LEARNING FROM OTHERS IN THIS FORUM AND ASKING ADVICE FOR YOUR PERSONAL TRAINING IS OK IF YOU DONT HAVE A GOOD TEACHER,,,,,,,,,,,,,,, BUT IAM AGAINST WHAT HE JUST SAID WANTING TO LEARN TECHNIQUES TO TEACH HIS STUDENTS....

THANKS

TERRY


----------



## Phil Elmore (Mar 27, 2003)

So, you're a trolling child, and you wanted us all to know it?

Okay, consider it noted.


----------



## Guro Harold (Mar 27, 2003)

Seigi,

I think most people understood your quest to always improve yourself and serve your students and peers.  Please continue to contribute to this forum.

MoroMoro,

With all due respect, please don't be so quick to judge a post.  A forum, like a seminar or class is another way to share and maintain knowledge and information.  MartialTalk is a destination for "Friendly discussion about the Martial Arts."

I stated this in the other thread and I will quote myself in this one:

"The cool thing about threads like this is that we expand and preserve the reference base for everyone, which is excellent!"

Lets never stop learning and being open to learn from each other!!!

Palusut, Lowly Padawan Learner


----------



## moromoro (Mar 27, 2003)

ok


----------



## Rich Parsons (Mar 27, 2003)

Gee Terry,

You are pathetic, you start a new thread instead of replying to one. Oh my gosh how could this happen? I just do not think you should be using a computer onles you learn more first.


Seigi,

Look me up as planned. E-mail or PM me. We can still get together and discuss in person those one on one instructions.


Have  A Nice Day Everyone


----------



## bloodwood (Mar 27, 2003)

SEIGI
Keep on asking questions. Whatever it takes to make yourself better. Besides, I do believe Rich has said he was willing to get together with you and show you in person. That is not learning from a forum. This wouldn't have happened if you didn't ask.

Bloodwood


----------



## Brian Johns (Mar 27, 2003)

> you are pathetic!!
> 
> how can you call yourself a teacher when you do not know what to teach and you are asking an internet forum for help on what to teach your class???
> i feel sorry for your students..... i know plenty of espada y daga and also garrote y d



Whoa whoa whoa. All Seigi did was ask a question on a forum. This is a man who is willing to learn Filipino martial arts. On the other hand, you have shown an extremely immature attitude by calling another "pathetic."
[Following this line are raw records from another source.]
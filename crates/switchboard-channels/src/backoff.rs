use std::time::Duration;

/// Jitter fraction applied to each delay (±10 %).
const JITTER_FRACTION: f64 = 0.10;

/// Exponential reconnect delay with ±10 % jitter.
///
/// Schedule: base → 2·base → 4·base → … → max (cap). [`reset`](Backoff::reset)
/// after a successful connection starts the schedule over.
#[derive(Debug, Clone)]
pub struct Backoff {
    base: Duration,
    max: Duration,
    current: Duration,
    attempt: u32,
}

impl Backoff {
    pub fn new(base: Duration, max: Duration) -> Self {
        let max = max.max(base);
        Self {
            base,
            max,
            current: base,
            attempt: 0,
        }
    }

    pub fn from_millis(base_ms: u64, max_ms: u64) -> Self {
        Self::new(Duration::from_millis(base_ms), Duration::from_millis(max_ms))
    }

    /// Delay to wait before the next attempt, then advance the schedule.
    pub fn next_delay(&mut self) -> Duration {
        let delay = with_jitter(self.current);
        self.attempt = self.attempt.saturating_add(1);
        self.current = self.current.saturating_mul(2).min(self.max);
        delay
    }

    /// Number of delays handed out since the last reset.
    pub fn attempt(&self) -> u32 {
        self.attempt
    }

    pub fn reset(&mut self) {
        self.current = self.base;
        self.attempt = 0;
    }
}

/// Apply ±`JITTER_FRACTION` to `delay`.
///
/// Uses a pseudo-random value derived from the current timestamp, avoiding a
/// rand dependency in the channel layer.
fn with_jitter(delay: Duration) -> Duration {
    let nanos = std::time::SystemTime::now()
        .duration_since(std::time::UNIX_EPOCH)
        .map(|d| d.subsec_nanos())
        .unwrap_or(0);

    let max_jitter_ms = (delay.as_millis() as f64 * JITTER_FRACTION) as u64;
    if max_jitter_ms == 0 {
        return delay;
    }
    // Spread over [-max_jitter, +max_jitter].
    let offset = (nanos as u64) % (2 * max_jitter_ms + 1);
    let ms = delay.as_millis() as u64 + offset - max_jitter_ms;
    Duration::from_millis(ms)
}
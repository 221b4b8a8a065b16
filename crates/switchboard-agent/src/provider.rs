use async_trait::async_trait;
use serde::de::DeserializeOwned;
use serde::{Deserialize, Serialize};
use tracing::warn;

/// A single message in the conversation history.
#[derive(Debug, Clone, PartialEq, Eq, Serialize, Deserialize)]
pub struct Message {
    pub role: Role,
    pub content: String,
}

impl Message {
    pub fn user(content: impl Into<String>) -> Self {
        Self {
            role: Role::User,
            content: content.into(),
        }
    }
}

#[derive(Debug, Clone, Copy, PartialEq, Eq, Serialize, Deserialize)]
#[serde(rename_all = "lowercase")]
pub enum Role {
    User,
    Assistant,
}

/// Request to an LLM provider.
#[derive(Debug, Clone)]
pub struct ChatRequest {
    pub model: String,
    pub system: String,
    pub messages: Vec<Message>,
    pub max_tokens: u32,
}

/// Response from an LLM provider.
#[derive(Debug, Clone, Default)]
pub struct ChatResponse {
    pub content: String,
    pub model: String,
    pub tokens_in: u32,
    pub tokens_out: u32,
    pub stop_reason: String,
}

/// Common interface for the chat backends.
#[async_trait]
pub trait LlmProvider: Send + Sync {
    /// Provider name for logging and error messages.
    fn name(&self) -> &str;

    /// Send a chat request and wait for the full response.
    async fn send(&self, req: &ChatRequest) -> Result<ChatResponse, ProviderError>;
}

#[derive(Debug, thiserror::Error)]
pub enum ProviderError {
    #[error("HTTP error: {0}")]
    Http(#[from] reqwest::Error),

    #[error("API error ({status}): {message}")]
    Api { status: u16, message: String },

    #[error("Parse error: {0}")]
    Parse(String),

    #[error("Rate limited, retry after {retry_after_ms}ms")]
    RateLimited { retry_after_ms: u64 },

    #[error("Provider unavailable: {0}")]
    Unavailable(String),
}

/// Send `request` and decode the JSON body, turning non-2xx answers into
/// the matching [`ProviderError`].
pub(crate) async fn send_json<T: DeserializeOwned>(
    provider: &str,
    request: reqwest::RequestBuilder,
) -> Result<T, ProviderError> {
    let resp = request.send().await?;
    let status = resp.status();
    if !status.is_success() {
        let retry = retry_after_ms(resp.headers());
        let body = resp.text().await.unwrap_or_default();
        let err = status_error(status.as_u16(), retry, &body);
        warn!(provider, status = status.as_u16(), error = %err, "provider request failed");
        return Err(err);
    }

    let bytes = resp.bytes().await?;
    serde_json::from_slice(&bytes).map_err(|e| ProviderError::Parse(e.to_string()))
}

/// Map a failed HTTP status and its body to an error.
pub(crate) fn status_error(status: u16, retry_after_ms: u64, body: &str) -> ProviderError {
    let message = error_message(body);
    match status {
        429 => ProviderError::RateLimited { retry_after_ms },
        // 529 is Anthropic's "overloaded".
        503 | 529 => ProviderError::Unavailable(message),
        _ => ProviderError::Api { status, message },
    }
}

/// Both API families wrap failures as `{"error": {"message": ...}}`.
fn error_message(body: &str) -> String {
    #[derive(Deserialize)]
    struct Envelope {
        error: Detail,
    }
    #[derive(Deserialize)]
    struct Detail {
        message: String,
    }

    match serde_json::from_str::<Envelope>(body) {
        Ok(env) => env.error.message,
        Err(_) => body.trim().to_string(),
    }
}

/// Milliseconds to wait after a 429, read from `retry-after` (seconds).
pub(crate) fn retry_after_ms(headers: &reqwest::header::HeaderMap) -> u64 {
    headers
        .get("retry-after")
        .and_then(|v| v.to_str().ok())
        .and_then(|v| v.trim().parse::<u64>().ok())
        .map(|s| s * 1000)
        .unwrap_or(5000)
}

#[cfg(test)]
mod tests {
    use super::*;
    use reqwest::header::{HeaderMap, HeaderValue};

    #[test]
    fn retry_after_is_seconds() {
        let mut headers = HeaderMap::new();
        headers.insert("retry-after", HeaderValue::from_static("3"));
        assert_eq!(retry_after_ms(&headers), 3000);
    }

    #[test]
    fn retry_after_defaults_when_missing_or_garbled() {
        assert_eq!(retry_after_ms(&HeaderMap::new()), 5000);
        let mut headers = HeaderMap::new();
        headers.insert(
            "retry-after",
            HeaderValue::from_static("Wed, 21 Oct 2015 07:28:00 GMT"),
        );
        assert_eq!(retry_after_ms(&headers), 5000);
    }

    #[test]
    fn statuses_map_to_error_kinds() {
        assert!(matches!(
            status_error(429, 2000, ""),
            ProviderError::RateLimited { retry_after_ms: 2000 }
        ));
        assert!(matches!(
            status_error(529, 0, r#"{"type":"error","error":{"type":"overloaded_error","message":"Overloaded"}}"#),
            ProviderError::Unavailable(m) if m == "Overloaded"
        ));
        match status_error(401, 0, r#"{"error":{"message":"Incorrect API key provided","type":"invalid_request_error"}}"#) {
            ProviderError::Api { status, message } => {
                assert_eq!(status, 401);
                assert_eq!(message, "Incorrect API key provided");
            }
            other => panic!("expected Api, got {other:?}"),
        }
    }

    #[test]
    fn unstructured_error_body_is_kept() {
        match status_error(500, 0, "  upstream exploded\n") {
            ProviderError::Api { message, .. } => assert_eq!(message, "upstream exploded"),
            other => panic!("expected Api, got {other:?}"),
        }
    }

    #[test]
    fn roles_serialize_lowercase() {
        let json = serde_json::to_string(&Message::user("hi")).unwrap();
        assert_eq!(json, r#"{"role":"user","content":"hi"}"#);
    }
}
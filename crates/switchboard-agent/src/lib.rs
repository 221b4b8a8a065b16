pub mod anthropic;
pub mod dispatcher;
pub mod openai;
pub mod provider;
pub mod registry;
pub mod slash;

pub use dispatcher::{AgentDispatcher, VerifyOnlyHandler};
pub use provider::{ChatRequest, ChatResponse, LlmProvider, Message, ProviderError, Role};
pub use registry::{build_provider, ResolvedProvider};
You just revealed yourself for who you are with this ridiculous post of yours.

I would encourage Seigi to keep on asking questions.

Brian Johns
Columbus. Ohio


----------



## moromoro (Mar 27, 2003)

even though this whole agenda was sorted out between me seigi and palusut, a lot of people wanted to express their views....

all i was saying and this will be for the last time... is that it is ok to ask questions this is what this is for ..... but SEIGI ASKED QUESTIONS ON WHAT TO TEACH HIS CLASS....

see he asked questions on what to TEACH HIS CLASS...
TO RICH AND WHOOPASS THIS IS MY PROBLEM....HE ASKED QUESTIONS ON HELP TO TEACH HIS CLASS..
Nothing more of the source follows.